Every record must be repeated precisely as it stands.
═════ Input material
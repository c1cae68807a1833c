pub mod health;

use axum::{
    extract::DefaultBodyLimit,
    routing::{get, post},
    Router,
};

use crate::catalog::handlers as jobs;
use crate::screening::handlers as applications;
use crate::state::AppState;

/// Room for multipart boundaries and the text fields next to the CV file.
const FORM_OVERHEAD_BYTES: usize = 64 * 1024;

pub fn build_router(state: AppState) -> Router {
    let body_limit = DefaultBodyLimit::max(
        state
            .config
            .max_upload_bytes
            .saturating_add(FORM_OVERHEAD_BYTES),
    );

    Router::new()
        .route("/health", get(health::health_handler))
        // Job catalog
        .route("/api/v1/jobs", get(jobs::handle_list_jobs))
        .route("/api/v1/jobs/:key", get(jobs::handle_get_job))
        // Screening
        .route(
            "/api/v1/applications",
            post(applications::handle_upload_application).layer(body_limit.clone()),
        )
        .route(
            "/api/v1/applications/text",
            post(applications::handle_text_application).layer(body_limit),
        )
        .with_state(state)
}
══════════
Written answer:
repository c1cae68807a1833c
pub mod health;

use axum::{
    extract::DefaultBodyLimit,
    routing::{get, post},
    Router,
};

use crate::catalog::handlers as jobs;
use crate::screening::handlers as applications;
use crate::state::AppState;

/// Room for multipart boundaries and the text fields next to the CV file.
const FORM_OVERHEAD_BYTES: usize = 64 * 1024;

pub fn build_router(state: AppState) -> Router {
    let body_limit = DefaultBodyLimit::max(
        state
            .config
            .max_upload_bytes
            .saturating_add(FORM_OVERHEAD_BYTES),
    );

    Router::new()
        .route("/health", get(health::health_handler))
        // Job catalog
        .route("/api/v1/jobs", get(jobs::handle_list_jobs))
        .route("/api/v1/jobs/:key", get(jobs::handle_get_job))
        // Screening
        .route(
            "/api/v1/applications",
            post(applications::handle_upload_application).layer(body_limit.clone()),
        )
        .route(
            "/api/v1/applications/text",
            post(applications::handle_text_application).layer(body_limit),
        )
        .with_state(state)
}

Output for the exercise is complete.